Participant in the Doolittle Raid

Robert John Meder (August 23, 1917 – December 1, 1943) was a lieutenant in the United States Army Air Forces who participated in the Doolittle Raid. In February 1942, he volunteered to participate in the raid, which took place on April 18 that year. Meder and his bomber crew was captured by the Japanese after the completion of his bombing mission. He died while in Japanese captivity in 1943.

==Early life==
Meder was born on 1917 in Cleveland, Ohio, to Martin and Rose Meder. He graduated from Lakewood High School where he was a cheerleader and in 1935, he entered Miami University where he was a member of Phi Kappa Tau fraternity. He graduated in 1939 and worked as a salesperson.

==Military career==
On November 22, 1940, he enlisted in the Aviation Cadet Program of the U.S. Army Air Corps and was commissioned a second lieutenant and awarded his pilot wings on July 12, 1941. After receiving his pilot wings, he was assigned as a B-25 Mitchell pilot with the 95th Bomb Squadron of the 17th Bomb Group at Pendleton Army Airfield in Oregon, in July 1941. Following the Japanese attack on Pearl Harbor on December 7, 1941, the 17th BG immediately began anti-submarine patrols off the coast of Oregon and Washington.

===Doolittle Raid===

The crew of the Green Hornet (crew #6) just before take off for the mission on , 18 April 1942.(Left to right) Lt. Chase J. Nielsen (navigator), Lt. Dean E. Hallmark (pilot), Sgt. Donald E. Fitzmaurice (engineer-gunner), Lt. Robert J. Meder (co-pilot) and Sgt. William J Dieter (bombardier)

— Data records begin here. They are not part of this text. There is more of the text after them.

pub mod notice;
pub mod retry;
pub mod scheduler;
pub mod session;
pub mod supervisor;

pub use retry::{RetryExecutor, RetryFailure, RetrySuccess};
pub use scheduler::{JobOutcome, LoopState, SchedulerConfig, SchedulerError, SchedulerLoop};
pub use session::{SessionError, SessionPlan, SessionReport, SessionRunner, SessionTiming, Stage};
pub use supervisor::{ConnectionSupervisor, Decision, ReconnectPrompt};
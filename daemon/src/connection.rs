use std::{sync::Arc, thread, time::Duration};

use thiserror::Error;

use crate::device::{ConnectionMode, DeviceConnector, DeviceError, DeviceResult, DeviceSessionClient};

pub const DEFAULT_LINK_ATTEMPTS: u32 = 3;

#[derive(Debug, Error)]
pub enum LinkError {
	#[error("could not reach the device after {attempts} attempt(s): {reason}")]
	Exhausted { attempts: u32, reason: String },
}

/// Everything needed to (re-)establish the device link: connect, then set the
/// device clock and timezone.
pub struct DeviceLink {
	connector: Arc<dyn DeviceConnector>,
	device: Arc<dyn DeviceSessionClient>,
	mode: ConnectionMode,
	attempts: u32,
	pause: Duration,
}

impl DeviceLink {
	pub fn new(connector: Arc<dyn DeviceConnector>, device: Arc<dyn DeviceSessionClient>, mode: ConnectionMode) -> Self {
		Self {
			connector,
			device,
			mode,
			attempts: DEFAULT_LINK_ATTEMPTS,
			pause: Duration::ZERO,
		}
	}

	pub fn with_attempts(mut self, attempts: u32) -> Self {
		self.attempts = attempts.max(1);
		self
	}

	/// Delay between failed attempts.
	pub fn with_pause(mut self, pause: Duration) -> Self {
		self.pause = pause;
		self
	}

	pub fn mode(&self) -> &ConnectionMode {
		&self.mode
	}

	/// Blocking. Run on a blocking thread from async code.
	pub fn establish(&self) -> Result<(), LinkError> {
		let mut reason = String::new();

		for attempt in 1..=self.attempts {
			match self.try_once() {
				Ok(()) => {
					tracing::info!(attempt, mode = ?self.mode, "device link established");
					return Ok(());
				}
				Err(e) => {
					tracing::warn!(attempt, error = %e, "device link attempt failed");
					reason = e;
				}
			}
			if attempt < self.attempts && !self.pause.is_zero() {
				thread::sleep(self.pause);
			}
		}

		Err(LinkError::Exhausted { attempts: self.attempts, reason })
	}

	fn try_once(&self) -> Result<(), String> {
		self.connector.connect(&self.mode).map_err(|e| e.to_string())?;
		expect_success("time sync", self.device.sync_time())?;
		expect_success("timezone", self.device.set_timezone())?;
		Ok(())
	}

	/// Best effort; failures are only logged.
	pub fn disconnect(&self) {
		match self.device.disconnect() {
			Ok(outcome) if outcome.succeeded() => tracing::info!("device disconnected"),
			Ok(_) => tracing::warn!("device refused to disconnect"),
			Err(e) => tracing::warn!(error = %e, "disconnect failed"),
		}
	}
}

fn expect_success(what: &str, result: DeviceResult) -> Result<(), String> {
	match result {
		Ok(outcome) if outcome.succeeded() => Ok(()),
		Ok(_) => Err(format!("{what} refused by device")),
		Err(DeviceError::ConnectionLost(msg)) => Err(format!("{what}: connection lost: {msg}")),
		Err(e) => Err(format!("{what}: {e}")),
	}
}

In February 1942, Meder volunteered for a "secret mission", which ended up being the critical Doolittle Raid. Led by Lieutenant Colonel Jimmy Doolittle, the raid was daring not only because of the intended targets, the Japanese homeland, but because the pilots trained to take-off in a B-25 bomber from the deck of an aircraft carrier, something neither the designers of the B-25, nor the aircraft carrier, ever envisioned.

Meder was the navigator for sixth bomber, plane# 40-2298 nicknamed "The Green Hornet", to depart the deck of the USS Hornet during the mission. On April 18, 1942, Meder and his B-25's four crewmembers, took off from the Hornet and reached Tokyo, Japan. They bombed their target; a steel mill in the north of the city. They then headed for their recovery airfield in China. Running low on fuel due to the early launch of the raid, the B-25s failed to reach any of the designated safety zones in China. The pilot of Meder's bomber, First Lieutenant Dean E. Hallmark, was forced to ditch at sea off the coast of Wenzhou, China. Staff Seargent William J. Dieter (bombardier) and Sergeant Donald E. Fitzmaurice (gunner) drowned when the aircraft ditched into the sea, while Meder, Hallmark and navigator Chase Nielsen managed to swim ashore. The next day, they buried the bodies of Fitzmaurice and Dieter.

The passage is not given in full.